• **Exercise**: Each line of the records that holds "entries" should be shown in full.

Records excerpted from a collection
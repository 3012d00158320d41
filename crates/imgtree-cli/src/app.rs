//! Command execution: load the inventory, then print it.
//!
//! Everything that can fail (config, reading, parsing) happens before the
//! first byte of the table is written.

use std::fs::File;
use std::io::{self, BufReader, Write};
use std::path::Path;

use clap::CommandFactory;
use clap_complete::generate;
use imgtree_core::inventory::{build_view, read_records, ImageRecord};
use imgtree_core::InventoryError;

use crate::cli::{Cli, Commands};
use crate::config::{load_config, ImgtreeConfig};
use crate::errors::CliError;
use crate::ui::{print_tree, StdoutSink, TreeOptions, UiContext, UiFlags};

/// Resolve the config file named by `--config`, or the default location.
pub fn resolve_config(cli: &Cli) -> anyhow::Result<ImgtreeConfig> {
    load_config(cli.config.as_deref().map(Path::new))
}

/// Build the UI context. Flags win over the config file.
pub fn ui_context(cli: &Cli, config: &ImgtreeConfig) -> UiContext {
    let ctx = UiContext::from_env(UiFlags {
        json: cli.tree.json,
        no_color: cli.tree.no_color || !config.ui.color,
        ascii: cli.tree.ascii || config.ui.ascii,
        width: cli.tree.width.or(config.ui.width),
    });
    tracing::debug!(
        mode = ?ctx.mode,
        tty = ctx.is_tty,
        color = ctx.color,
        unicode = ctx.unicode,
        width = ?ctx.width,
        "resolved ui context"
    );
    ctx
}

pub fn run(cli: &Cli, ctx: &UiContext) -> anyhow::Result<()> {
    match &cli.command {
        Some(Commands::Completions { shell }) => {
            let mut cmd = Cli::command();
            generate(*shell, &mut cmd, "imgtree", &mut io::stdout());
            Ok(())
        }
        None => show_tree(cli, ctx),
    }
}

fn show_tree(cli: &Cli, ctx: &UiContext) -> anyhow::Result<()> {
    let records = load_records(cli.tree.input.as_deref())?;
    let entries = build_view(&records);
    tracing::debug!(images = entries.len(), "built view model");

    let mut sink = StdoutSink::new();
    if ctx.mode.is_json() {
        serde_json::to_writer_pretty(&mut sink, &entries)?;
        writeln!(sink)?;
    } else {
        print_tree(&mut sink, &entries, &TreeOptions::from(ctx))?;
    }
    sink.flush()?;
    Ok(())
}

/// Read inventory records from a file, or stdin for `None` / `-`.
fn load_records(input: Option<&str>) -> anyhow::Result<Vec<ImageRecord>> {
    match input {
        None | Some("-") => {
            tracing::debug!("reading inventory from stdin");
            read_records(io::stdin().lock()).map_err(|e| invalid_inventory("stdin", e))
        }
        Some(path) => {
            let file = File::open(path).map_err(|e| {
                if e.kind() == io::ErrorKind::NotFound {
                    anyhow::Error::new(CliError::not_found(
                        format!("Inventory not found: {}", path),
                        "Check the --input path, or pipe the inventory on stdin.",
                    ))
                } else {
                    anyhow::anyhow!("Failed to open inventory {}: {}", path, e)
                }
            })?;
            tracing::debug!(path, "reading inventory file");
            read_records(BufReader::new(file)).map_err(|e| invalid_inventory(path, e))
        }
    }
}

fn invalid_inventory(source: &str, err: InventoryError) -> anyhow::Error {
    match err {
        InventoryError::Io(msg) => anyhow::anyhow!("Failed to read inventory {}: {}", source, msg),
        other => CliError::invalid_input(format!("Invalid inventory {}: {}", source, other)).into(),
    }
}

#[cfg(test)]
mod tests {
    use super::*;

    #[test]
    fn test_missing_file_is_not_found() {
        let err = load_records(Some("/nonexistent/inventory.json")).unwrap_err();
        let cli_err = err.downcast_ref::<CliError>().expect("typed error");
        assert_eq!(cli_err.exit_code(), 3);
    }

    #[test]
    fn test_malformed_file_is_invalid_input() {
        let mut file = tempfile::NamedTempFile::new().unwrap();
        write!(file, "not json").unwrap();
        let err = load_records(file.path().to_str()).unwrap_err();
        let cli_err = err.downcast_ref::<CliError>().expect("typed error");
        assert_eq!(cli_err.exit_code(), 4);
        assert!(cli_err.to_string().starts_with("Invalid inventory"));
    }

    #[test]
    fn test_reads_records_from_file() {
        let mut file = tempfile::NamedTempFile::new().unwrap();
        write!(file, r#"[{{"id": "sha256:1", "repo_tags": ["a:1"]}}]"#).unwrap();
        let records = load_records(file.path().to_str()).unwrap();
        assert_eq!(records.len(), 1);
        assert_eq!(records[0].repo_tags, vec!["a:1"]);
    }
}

...

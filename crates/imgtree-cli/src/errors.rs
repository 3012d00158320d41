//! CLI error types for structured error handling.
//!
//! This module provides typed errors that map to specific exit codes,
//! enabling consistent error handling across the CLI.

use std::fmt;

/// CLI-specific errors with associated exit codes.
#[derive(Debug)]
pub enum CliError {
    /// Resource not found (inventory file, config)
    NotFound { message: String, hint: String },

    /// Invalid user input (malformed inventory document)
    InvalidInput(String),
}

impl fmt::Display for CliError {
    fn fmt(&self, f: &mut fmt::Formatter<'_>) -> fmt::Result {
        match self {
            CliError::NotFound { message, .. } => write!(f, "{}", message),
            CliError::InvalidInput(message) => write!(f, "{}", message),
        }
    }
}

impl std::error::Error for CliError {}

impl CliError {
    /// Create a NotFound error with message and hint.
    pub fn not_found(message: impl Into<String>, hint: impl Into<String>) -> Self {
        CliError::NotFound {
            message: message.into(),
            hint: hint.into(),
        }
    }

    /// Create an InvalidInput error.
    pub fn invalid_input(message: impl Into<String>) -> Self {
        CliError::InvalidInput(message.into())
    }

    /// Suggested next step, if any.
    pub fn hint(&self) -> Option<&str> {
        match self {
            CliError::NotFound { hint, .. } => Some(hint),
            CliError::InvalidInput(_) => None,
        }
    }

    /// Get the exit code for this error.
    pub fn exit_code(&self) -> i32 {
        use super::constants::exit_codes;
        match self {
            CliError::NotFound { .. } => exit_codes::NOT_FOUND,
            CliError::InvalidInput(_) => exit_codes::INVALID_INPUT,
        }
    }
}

• **The answer**:
    let entries = build_view(&records);
    tracing::debug!(images = entries.len(), "built view model");
        serde_json::to_writer_pretty(&mut sink, &entries)?;
        print_tree(&mut sink, &entries, &TreeOptions::from(ctx))?;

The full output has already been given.